Duidelijkheid, eenheid, vastberadenheid
De Franse politicoloog Dominique Moïsi schreef deze week in de Franse krant L’Echo dat er drie dingen nodig zijn in de oorlog tegen IS en terreur: duidelijkheid, eenheid en vastberadenheid.
Allereerst dus duidelijkheid, want je moet weten tegen wie je vecht. Het Westen moet bijvoorbeeld helder hebben wat de strategie van de vijand is. Daar vallen volgens Moïsi inmiddels wel conclusies over te trekken: IS hanteert een strategie van terreur, met als adagium: „Als jullie ons aanvallen, vallen wij jullie aan.” Daarbij geldt: hoe verder IS zich teruggedrongen voelt in Syrië en Irak, des te meer zullen ze zich op het wereldtoneel roeren.
Wie daaraan toegeeft, heeft de strijd verloren. Het enige antwoord van het Westen moet daarom wel het verslaan van IS in Irak en Syrië zijn. En daar is eenheid voor nodig, allereerst in Frankrijk zelf. Politieke spelletjes mogen geen rol meer spelen, benadrukt Moïsi. Maar daarnaast moeten ook op Europees en mondiaal niveau de gelederen gesloten worden. Concreet: landen als Turkije, Iran, Rusland en de VS moeten de neuzen dezelfde kant op zien te krijgen. De gezamenlijke vijand is nu belangrijker dan de onderlinge verschillen.

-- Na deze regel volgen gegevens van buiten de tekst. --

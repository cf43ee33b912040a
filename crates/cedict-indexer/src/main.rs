use std::io;
use std::path::PathBuf;

use anyhow::Result;
use cedict_index::{KeySeparator, LoadMode, MergePolicy};
use cedict_indexer::commands::{self, LookupPaths};
use cedict_indexer::config::{self, BuildJob, LineEndingChoice};
use clap::{Args, Parser, Subcommand};
use tracing::Level;
use tracing_subscriber::EnvFilter;

#[derive(Parser)]
#[command(name = "cedict-indexer")]
#[command(about = "Build, compare and query CEDICT position indices")]
struct Cli {
    /// How source files are loaded (falls back to CEDICT_LOAD_MODE, then mmap).
    #[arg(long, global = true, value_parser = config::parse_load_mode)]
    load_mode: Option<LoadMode>,
    #[command(subcommand)]
    command: Commands,
}

#[derive(Subcommand)]
enum Commands {
    /// Build one index from explicit paths.
    Build(BuildArgs),
    /// Build the bundled language presets from a data directory.
    BuildPresets {
        /// Falls back to CEDICT_DATA_DIR, then `data`.
        #[arg(long)]
        data_dir: Option<PathBuf>,
        /// Presets to build (default: all).
        languages: Vec<String>,
    },
    /// Check that two index files list the same headwords and occurrences.
    Compare { left: PathBuf, right: PathBuf },
    /// Resolve a word through an index.
    Lookup {
        #[arg(long)]
        index: PathBuf,
        #[arg(long)]
        dictionary: PathBuf,
        #[arg(long)]
        decomposition: PathBuf,
        #[arg(long, default_value_t = false)]
        json: bool,
        word: String,
    },
}

#[derive(Args)]
struct BuildArgs {
    #[arg(long)]
    dictionary: PathBuf,
    #[arg(long)]
    decomposition: PathBuf,
    #[arg(long)]
    output: PathBuf,
    /// Comment lines at the top of the dictionary.
    #[arg(long, default_value_t = 0)]
    header_lines: usize,
    /// lf, crlf or auto.
    #[arg(long, default_value = "auto", value_parser = config::parse_line_ending)]
    line_ending: LineEndingChoice,
    /// characters or headword.
    #[arg(long, default_value = "characters", value_parser = config::parse_policy)]
    policy: MergePolicy,
    /// One character or `whitespace` (default: `_` for characters, `:` for headword).
    #[arg(long, value_parser = config::parse_separator)]
    separator: Option<KeySeparator>,
}

fn main() -> Result<()> {
    init_tracing();

    let cli = Cli::parse();
    let load_mode = config::load_mode(cli.load_mode);

    match cli.command {
        Commands::Build(args) => {
            let job = BuildJob {
                dictionary: args.dictionary,
                decomposition: args.decomposition,
                output: args.output,
                header_lines: args.header_lines,
                line_ending: args.line_ending,
                policy: args.policy,
                separator: args.separator,
                load_mode,
            };
            let stats = commands::build(&job)?;
            println!("{}: {stats}", job.output.display());
        }
        Commands::BuildPresets {
            data_dir,
            languages,
        } => {
            let data_dir = config::data_dir(data_dir);
            for (name, stats) in commands::build_presets(&data_dir, &languages, load_mode)? {
                println!("{name}: {stats}");
            }
        }
        Commands::Compare { left, right } => {
            let lines = commands::compare(&left, &right, load_mode)?;
            println!(
                "{} and {} match ({lines} lines)",
                left.display(),
                right.display()
            );
        }
        Commands::Lookup {
            index,
            dictionary,
            decomposition,
            json,
            word,
        } => {
            let paths = LookupPaths {
                index: &index,
                dictionary: &dictionary,
                decomposition: &decomposition,
            };
            let report = commands::lookup(&paths, &word, load_mode)?;
            if json {
                println!("{}", serde_json::to_string_pretty(&report)?);
            } else {
                print!("{}", report.render());
            }
        }
    }

    Ok(())
}

fn init_tracing() {
    let env_filter = EnvFilter::try_from_default_env()
        .or_else(|_| EnvFilter::try_new("info"))
        .unwrap_or_else(|_| EnvFilter::new("info"));
    let max_level = env_filter
        .max_level_hint()
        .and_then(|hint| hint.into_level())
        .unwrap_or(Level::INFO);
    tracing_subscriber::fmt()
        .with_env_filter(env_filter)
        .with_writer(io::stderr)
        .with_target(false)
        .with_level(true)
        .with_max_level(max_level)
        .init();
}
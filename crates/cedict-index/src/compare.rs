//! Offline consistency check between two independently produced indices.

use std::collections::{BTreeSet, HashMap};

use cedict_types::IndexLine;
use tracing::info;

use crate::error::{IndexError, Mismatch};
use crate::source::SourceText;

/// Compare two index files and return the number of agreeing lines.
pub fn compare(left: &SourceText, right: &SourceText) -> Result<usize, IndexError> {
    let lines = compare_text(left.text(), right.text())?;
    info!(
        "{} and {} agree on {lines} lines",
        left.name(),
        right.name()
    );
    Ok(lines)
}

/// Compare two indices as sets of `(headword, occurrence set)` pairs.
///
/// Line order does not matter, nor does the order of offsets within a line.
/// Every left headword must appear on the right with the same occurrence
/// set, and both files must have the same number of lines. Decomposition
/// groups are not compared. Reported line numbers refer to the left file,
/// except for unparsable right lines.
pub fn compare_text(left: &str, right: &str) -> Result<usize, Mismatch> {
    let mut by_headword: HashMap<&str, BTreeSet<u64>> = HashMap::new();
    let mut right_lines = 0;
    for (idx, text) in right.lines().enumerate() {
        let parsed = parse(idx + 1, "right", text)?;
        by_headword
            .entry(parsed.headword)
            .or_default()
            .extend(parsed.occurrences.iter().copied());
        right_lines += 1;
    }

    let mut left_lines = 0;
    for (idx, text) in left.lines().enumerate() {
        let line = idx + 1;
        let parsed = parse(line, "left", text)?;
        let Some(right_set) = by_headword.get(parsed.headword) else {
            return Err(Mismatch::MissingHeadword {
                line,
                headword: parsed.headword.to_string(),
            });
        };
        let left_set: BTreeSet<u64> = parsed.occurrences.iter().copied().collect();
        if &left_set != right_set {
            return Err(Mismatch::Occurrences {
                line,
                headword: parsed.headword.to_string(),
                left: left_set.into_iter().collect(),
                right: right_set.iter().copied().collect(),
            });
        }
        left_lines += 1;
    }

    if left_lines != right_lines {
        return Err(Mismatch::LineCount {
            line: left_lines.min(right_lines) + 1,
            left: left_lines,
            right: right_lines,
        });
    }
    Ok(left_lines)
}

fn parse<'a>(line: usize, side: &'static str, text: &'a str) -> Result<IndexLine<'a>, Mismatch> {
    IndexLine::parse(text).ok_or_else(|| Mismatch::Unparsable {
        line,
        side,
        text: text.to_string(),
    })
}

Het derde wat Moïsi noemt: vastberadenheid. Allereerst in de strijd tegen IS, maar zeker ook ten opzichte van de westerse waarden. „IS is uit op een conflict tussen de islamitische wereld en het Westen. Trap niet in die val!” waarschuwt de gerenommeerde politicoloog. „Laat IS zien dat onze liefde om te leven groter is dan hun liefde voor de dood.”